You can install all CLIP requirements in one command using pip install -r requirements-clip.txt.

CLAP Encoder (Audio)

CLAP requires the clap branch of the LAION fork of open_clip installed. It can be installed like so:

pip install git+https://github.com/LAION-AI/CLAP.git@clap

CLAP also requires a few audio libraries to be installed for the audio transforms, also installable using the command below:

pip install torchaudio h5py torchlibrosa PySoundFile

You can install all CLAP requirements in one command using pip install -r requirements-clap.txt.

Custom Encoders

Feel free to submit and issue and/or PR to help ClipCap easily support other encoders. This repo has been designed to be as modular and reproducible as possible, and it has therefore been made very easy to implement your own encoders into ClipCap.

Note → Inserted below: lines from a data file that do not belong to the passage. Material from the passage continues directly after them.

use super::*;
use serde_json::json;
use std::sync::atomic::{AtomicUsize, Ordering};
use std::sync::{Arc, Mutex};

fn recorder() -> (Arc<Mutex<Vec<&'static str>>>, impl Fn(&'static str) -> Listener) {
    let seen = Arc::new(Mutex::new(Vec::new()));
    let seen_for_factory = Arc::clone(&seen);
    let factory = move |tag: &'static str| -> Listener {
        let seen = Arc::clone(&seen_for_factory);
        Box::new(move |_ev: &Event| {
            seen.lock().unwrap().push(tag);
        })
    };
    (seen, factory)
}

#[test]
fn test_dispatch_runs_in_insertion_order() {
    let mut bus = EventBus::new();
    let (seen, listener) = recorder();

    bus.on(EventKey::Run, listener("first"));
    bus.on(EventKey::Run, listener("second"));
    bus.on(EventKey::Run, listener("third"));

    bus.dispatch(&EventKey::Run, Value::Null);
    assert_eq!(*seen.lock().unwrap(), vec!["first", "second", "third"]);
}

#[test]
fn test_dispatch_unknown_event_is_noop() {
    let mut bus = EventBus::new();
    bus.dispatch(&EventKey::Shutdown, Value::Null);
}

#[test]
fn test_listener_receives_payload() {
    let mut bus = EventBus::new();
    let got = Arc::new(Mutex::new(None));
    let got_in = Arc::clone(&got);

    bus.on(
        EventKey::Signal,
        Box::new(move |ev: &Event| {
            *got_in.lock().unwrap() = Some(ev.payload.clone());
        }),
    );

    bus.dispatch(&EventKey::Signal, json!({"signal": 15}));
    assert_eq!(*got.lock().unwrap(), Some(json!({"signal": 15})));
}

#[test]
fn test_panicking_listener_does_not_abort_dispatch() {
    let mut bus = EventBus::new();
    let (seen, listener) = recorder();

    bus.on(EventKey::Run, listener("before"));
    bus.on(
        EventKey::Run,
        Box::new(|_ev: &Event| panic!("listener exploded")),
    );
    bus.on(EventKey::Run, listener("after"));

    bus.dispatch(&EventKey::Run, Value::Null);
    assert_eq!(*seen.lock().unwrap(), vec!["before", "after"]);
}

#[test]
fn test_off_returns_the_callable() {
    let mut bus = EventBus::new();
    let count = Arc::new(AtomicUsize::new(0));
    let count_in = Arc::clone(&count);

    let handle = bus.on(
        EventKey::Init,
        Box::new(move |_ev: &Event| {
            count_in.fetch_add(1, Ordering::SeqCst);
        }),
    );

    let mut callback = bus.off(&handle).expect("listener should be returned");
    assert_eq!(bus.listener_count(&EventKey::Init), 0);

    // The returned callable is the original one.
    callback(&Event::new(EventKey::Init));
    assert_eq!(count.load(Ordering::SeqCst), 1);
}

#[test]
fn test_off_twice_returns_none() {
    let mut bus = EventBus::new();
    let handle = bus.on(EventKey::Init, Box::new(|_ev: &Event| {}));

    assert!(bus.off(&handle).is_some());
    assert!(bus.off(&handle).is_none());
}

#[test]
fn test_removed_listener_is_not_invoked() {
    let mut bus = EventBus::new();
    let (seen, listener) = recorder();

    let handle = bus.on(EventKey::Run, listener("removed"));
    bus.on(EventKey::Run, listener("kept"));
    bus.off(&handle);

    bus.dispatch(&EventKey::Run, Value::Null);
    assert_eq!(*seen.lock().unwrap(), vec!["kept"]);
}

#[test]
fn test_dispatch_to_invokes_exactly_one() {
    let mut bus = EventBus::new();
    let (seen, listener) = recorder();

    bus.on(EventKey::Run, listener("a"));
    let handle = bus.on(EventKey::Run, listener("b"));
    bus.on(EventKey::Run, listener("c"));

    bus.dispatch_to(&handle, Value::Null);
    assert_eq!(*seen.lock().unwrap(), vec!["b"]);
}

#[test]
fn test_dispatch_to_stale_handle_is_noop() {
    let mut bus = EventBus::new();
    let (seen, listener) = recorder();

    let handle = bus.on(EventKey::Run, listener("gone"));
    bus.off(&handle);

    bus.dispatch_to(&handle, Value::Null);
    assert!(seen.lock().unwrap().is_empty());
}

#[test]
fn test_custom_key_rejects_builtin_names() {
    assert!(EventKey::custom("shutdown").is_err());
    assert!(EventKey::custom("Shutdown").is_err());
    assert!(EventKey::custom("NEWPID").is_err());
}

#[test]
fn test_custom_key_accepts_distinct_names() {
    let key = EventKey::custom("cache-flush").unwrap();
    assert_eq!(key.as_str(), "cache-flush");

    let mut bus = EventBus::new();
    let (seen, listener) = recorder();
    bus.on(key.clone(), listener("custom"));
    bus.dispatch(&key, Value::Null);
    assert_eq!(*seen.lock().unwrap(), vec!["custom"]);
}

#[test]
fn test_separate_events_do_not_interfere() {
    let mut bus = EventBus::new();
    let (seen, listener) = recorder();

    bus.on(EventKey::Init, listener("init"));
    bus.on(EventKey::Shutdown, listener("shutdown"));

    bus.dispatch(&EventKey::Init, Value::Null);
    assert_eq!(*seen.lock().unwrap(), vec!["init"]);
}
//! The supervisor: state, context, and construction.
//!
//! [`Daemon`] owns the application and a [`DaemonContext`] carrying every
//! supervision facility (event bus, plugins, workers, pid file, daemon
//! log, loop clock, signal router). The context is what the application
//! sees from its hooks; the lifecycle itself is driven from
//! `daemon_impl.rs`.
//!
//! At most one daemon may be constructed per process. The construction
//! guard is released when the instance is dropped, so tests can build
//! daemons sequentially, but two live instances never coexist.

use std::future::Future;
use std::sync::atomic::{AtomicBool, Ordering};
use std::time::{Duration, Instant};

use serde_json::Value;
use tracing::{debug, error, info};

use crate::app::App;
use crate::clock::LoopClock;
use crate::config::DaemonConfig;
use crate::error::DaemonError;
use crate::events::{EventBus, EventKey};
use crate::fork;
use crate::log::DaemonLog;
use crate::pid::PidFile;
use crate::plugin::PluginHost;
use crate::restart::RestartWindow;
use crate::signal::SignalRouter;
use crate::worker::{WorkerError, WorkerSet};

static INSTANCE_CLAIMED: AtomicBool = AtomicBool::new(false);

/// Point-in-time snapshot of the running daemon.
#[derive(Debug, Clone)]
pub struct DaemonStatus {
    pub name: String,
    pub pid: u32,
    pub is_parent: bool,
    pub daemonized: bool,
    pub uptime: Duration,
    pub loop_interval: Duration,
    pub auto_restart_interval_secs: u64,
    pub plugins: Vec<String>,
    pub workers: Vec<String>,
    pub user: Option<String>,
    pub memory: Option<String>,
}

/// Supervision facilities handed to the application's hooks.
pub struct DaemonContext {
    pub(crate) config: DaemonConfig,
    pub(crate) bus: EventBus,
    pub(crate) plugins: PluginHost,
    pub(crate) workers: WorkerSet,
    pub(crate) log: DaemonLog,
    pub(crate) clock: LoopClock,
    pub(crate) signals: Option<SignalRouter>,
    pub(crate) pid_file: Option<PidFile>,
    pub(crate) pid: u32,
    pub(crate) is_parent: bool,
    pub(crate) shutdown: bool,
    pub(crate) start_time: Instant,
}

impl DaemonContext {
    fn new(config: DaemonConfig) -> Self {
        let clock = LoopClock::new(config.loop_interval());
        let log = DaemonLog::new(config.log_file.clone(), config.verbose);
        let pid_file = config.pid_file.clone().map(PidFile::new);

        Self {
            config,
            bus: EventBus::new(),
            plugins: PluginHost::new(),
            workers: WorkerSet::new(),
            log,
            clock,
            signals: None,
            pid_file,
            pid: std::process::id(),
            is_parent: true,
            shutdown: false,
            start_time: Instant::now(),
        }
    }

    /// The active configuration.
    pub fn config(&self) -> &DaemonConfig {
        &self.config
    }

    /// Current process id; refreshed in child branches after a fork.
    pub fn pid(&self) -> u32 {
        self.pid
    }

    /// Whether this is the original process (false in child branches).
    pub fn is_parent(&self) -> bool {
        self.is_parent
    }

    /// How long the current process image has been running.
    pub fn runtime(&self) -> Duration {
        self.start_time.elapsed()
    }

    /// Latch the shutdown flag; the loop exits after the current
    /// iteration.
    pub fn request_shutdown(&mut self) {
        self.shutdown = true;
    }

    /// Whether the shutdown latch is set.
    pub fn shutdown_requested(&self) -> bool {
        self.shutdown
    }

    /// Fold signal-delivered shutdown requests into the latch.
    pub(crate) fn sync_shutdown_flag(&mut self) {
        if let Some(router) = &self.signals {
            if router.shutdown_requested() {
                self.shutdown = true;
            }
        }
    }

    /// The event bus: listener registration and dispatch.
    pub fn events(&mut self) -> &mut EventBus {
        &mut self.bus
    }

    /// The plugin registry.
    pub fn plugins(&self) -> &PluginHost {
        &self.plugins
    }

    /// The worker registry.
    pub fn workers(&self) -> &WorkerSet {
        &self.workers
    }

    /// Mutable worker registry, for registrations outside the
    /// [`App::register_workers`] hook.
    pub fn workers_mut(&mut self) -> &mut WorkerSet {
        &mut self.workers
    }

    /// Invoke a named worker.
    pub async fn invoke(&self, name: &str, args: Value) -> Result<Value, WorkerError> {
        self.workers.invoke(name, args).await
    }

    /// The daemon log artifact.
    pub fn log(&mut self) -> &mut DaemonLog {
        &mut self.log
    }

    /// Replace the signal router, e.g. with a detached router fed by an
    /// embedder's own signal source.
    pub fn set_signal_router(&mut self, router: SignalRouter) {
        self.signals = Some(router);
    }

    /// Fork a one-shot child that runs `body` and exits.
    ///
    /// The parent returns immediately (`true` on success, `false` when the
    /// fork failed) and reaps the child from the run loop. The child never
    /// returns: its plugin registry is cleared without teardown so exiting
    /// cannot release locks or files owned by the parent.
    pub async fn fork<F, Fut>(&mut self, body: F) -> bool
    where
        F: FnOnce() -> Fut,
        Fut: Future<Output = Result<(), DaemonError>>,
    {
        self.fork_inner(None, body).await
    }

    /// Like [`fork`](Self::fork), but the child re-runs the application's
    /// setup first, reconnecting resources invalidated across the fork.
    pub async fn fork_with_setup<F, Fut>(&mut self, app: &mut dyn App, body: F) -> bool
    where
        F: FnOnce() -> Fut,
        Fut: Future<Output = Result<(), DaemonError>>,
    {
        self.fork_inner(Some(app), body).await
    }

    async fn fork_inner<F, Fut>(&mut self, app: Option<&mut dyn App>, body: F) -> bool
    where
        F: FnOnce() -> Fut,
        Fut: Future<Output = Result<(), DaemonError>>,
    {
        self.bus.dispatch(&EventKey::Fork, Value::Null);

        let fork_result = match fork::fork_process() {
            Ok(result) => result,
            Err(e) => {
                error!("{e}");
                self.log.error(&format!("fork failed: {e}"));
                return false;
            }
        };

        match fork_result {
            nix::unistd::ForkResult::Parent { child } => {
                debug!("Forked child {}", child);
                true
            }
            nix::unistd::ForkResult::Child => {
                self.is_parent = false;
                self.pid = std::process::id();
                self.plugins.clear_without_teardown();

                if let Some(app) = app {
                    if let Err(e) = app.setup(self).await {
                        self.log.error(&format!("forked child setup failed: {e}"));
                        std::process::exit(1);
                    }
                }

                let code = match body().await {
                    Ok(()) => 0,
                    Err(e) => {
                        self.log.error(&format!("forked task failed: {e}"));
                        1
                    }
                };
                std::process::exit(code);
            }
        }
    }

    /// Snapshot the daemon's runtime state.
    pub fn status(&self) -> DaemonStatus {
        DaemonStatus {
            name: self.config.name.clone(),
            pid: self.pid,
            is_parent: self.is_parent,
            daemonized: self.config.daemonize,
            uptime: self.runtime(),
            loop_interval: self.config.loop_interval(),
            auto_restart_interval_secs: self.config.auto_restart_interval_secs,
            plugins: self.plugins.aliases().iter().map(|s| s.to_string()).collect(),
            workers: self.workers.names().iter().map(|s| s.to_string()).collect(),
            user: current_user(),
            memory: memory_summary(),
        }
    }

    /// Write the runtime summary to the daemon log (SIGUSR1 default
    /// action).
    pub fn dump(&mut self) {
        let status = self.status();
        let line = format!(
            "Status: pid={} uptime={:.1}s loop_interval={:.3}s restart_interval={}s \
             plugins=[{}] workers=[{}] user={} memory={}",
            status.pid,
            status.uptime.as_secs_f64(),
            status.loop_interval.as_secs_f64(),
            status.auto_restart_interval_secs,
            status.plugins.join(","),
            status.workers.join(","),
            status.user.as_deref().unwrap_or("unknown"),
            status.memory.as_deref().unwrap_or("unknown"),
        );
        self.log.info(&line);
        info!("{line}");
    }
}

/// Resident and peak memory of this process, from procfs when available.
fn memory_summary() -> Option<String> {
    let status = std::fs::read_to_string("/proc/self/status").ok()?;
    let field = |tag: &str| {
        status
            .lines()
            .find(|l| l.starts_with(tag))
            .map(|l| l[tag.len()..].trim().to_string())
    };

    let rss = field("VmRSS:")?;
    let peak = field("VmPeak:").unwrap_or_else(|| "?".to_string());
    Some(format!("rss={rss} peak={peak}"))
}

/// Name of the user this process runs as.
fn current_user() -> Option<String> {
    nix::unistd::User::from_uid(nix::unistd::getuid())
        .ok()
        .flatten()
        .map(|u| u.name)
}

/// A supervised daemon: the application plus its supervision context.
pub struct Daemon<A: App> {
    pub(crate) app: A,
    pub(crate) ctx: DaemonContext,
    pub(crate) restart_window: RestartWindow,
}

impl<A: App> Daemon<A> {
    /// Construct the process's daemon instance.
    ///
    /// Construct once: a second live instance in the same process is a
    /// configuration error. The slot is freed when this instance drops.
    pub fn new(config: DaemonConfig, app: A) -> Result<Self, DaemonError> {
        if INSTANCE_CLAIMED.swap(true, Ordering::SeqCst) {
            return Err(DaemonError::AlreadyConstructed);
        }

        Ok(Self {
            app,
            ctx: DaemonContext::new(config),
            restart_window: RestartWindow::new(),
        })
    }

    /// The supervision context.
    pub fn context(&self) -> &DaemonContext {
        &self.ctx
    }

    /// Mutable supervision context, e.g. for registering listeners before
    /// [`run`](Self::run).
    pub fn context_mut(&mut self) -> &mut DaemonContext {
        &mut self.ctx
    }

    /// The application.
    pub fn app(&self) -> &A {
        &self.app
    }
}

impl<A: App> Drop for Daemon<A> {
    fn drop(&mut self) {
        INSTANCE_CLAIMED.store(false, Ordering::SeqCst);
    }
}

#[cfg(test)]
mod tests {
    use super::*;
    use async_trait::async_trait;

    struct NullApp;

    #[async_trait]
    impl App for NullApp {
        async fn execute(&mut self, _ctx: &mut DaemonContext) -> Result<(), DaemonError> {
            Ok(())
        }
    }

    // The construction guard is process-global; serialize the tests that
    // exercise it.
    static TEST_GUARD: std::sync::Mutex<()> = std::sync::Mutex::new(());

    fn guard() -> std::sync::MutexGuard<'static, ()> {
        TEST_GUARD.lock().unwrap_or_else(|e| e.into_inner())
    }

    #[test]
    fn test_singleton_construction() {
        let _guard = guard();
        let first = Daemon::new(DaemonConfig::default(), NullApp).unwrap();
        let second = Daemon::new(DaemonConfig::default(), NullApp);
        assert!(matches!(second, Err(DaemonError::AlreadyConstructed)));

        drop(first);
        let third = Daemon::new(DaemonConfig::default(), NullApp);
        assert!(third.is_ok());
    }

    #[test]
    fn test_context_defaults() {
        let _guard = guard();
        let daemon = Daemon::new(DaemonConfig::default(), NullApp).unwrap();
        let ctx = daemon.context();

        assert!(ctx.is_parent());
        assert!(!ctx.shutdown_requested());
        assert_eq!(ctx.pid(), std::process::id());
        assert!(ctx.runtime() < Duration::from_secs(1));
    }

    #[test]
    fn test_request_shutdown_latches() {
        let _guard = guard();
        let mut daemon = Daemon::new(DaemonConfig::default(), NullApp).unwrap();
        daemon.context_mut().request_shutdown();
        assert!(daemon.context().shutdown_requested());
    }

    #[test]
    fn test_status_snapshot() {
        let _guard = guard();
        let daemon = Daemon::new(DaemonConfig::named("snap"), NullApp).unwrap();
        let status = daemon.context().status();

        assert_eq!(status.name, "snap");
        assert_eq!(status.pid, std::process::id());
        assert!(status.is_parent);
        assert!(status.plugins.is_empty());
        assert!(status.workers.is_empty());
    }
}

You can take a look at the sample encoder script as a guide when creating your pull requests.

Running the Preprocessor

Once all requirements (including clipcap) have been installed, you can run the preprocessor using the command below:

python -m clipcap.preprocess --help

Running the command with --help provides extensive documentation for each individual argument. Alternatively, you can view the preprocess/args.py and encoder/args.py files.

Example Usage

Example for preprocessing a webdataset with a pretrained CLAP model, with the webdataset containing FLAC audio files at key flac and captions of key text contained inside of json files inside the webdataset with the key json, resulting in a final wds-caption-key of json/text.

python3.8 -m clipcap.preprocess \
    --input-dataset "./datasets/clotho/train/{0..7}.tar"
    --output-folder "./preprocessed/clotho/train/"
    --input-format "webdataset"
    --batch-size 256
    --device "cuda:0"
    --write-batch-size 10000
    --wds-media-key "flac"
    --wds-caption-key "json/text"
    --wds-samples-per-file 512
    --encoder-model-name "clap"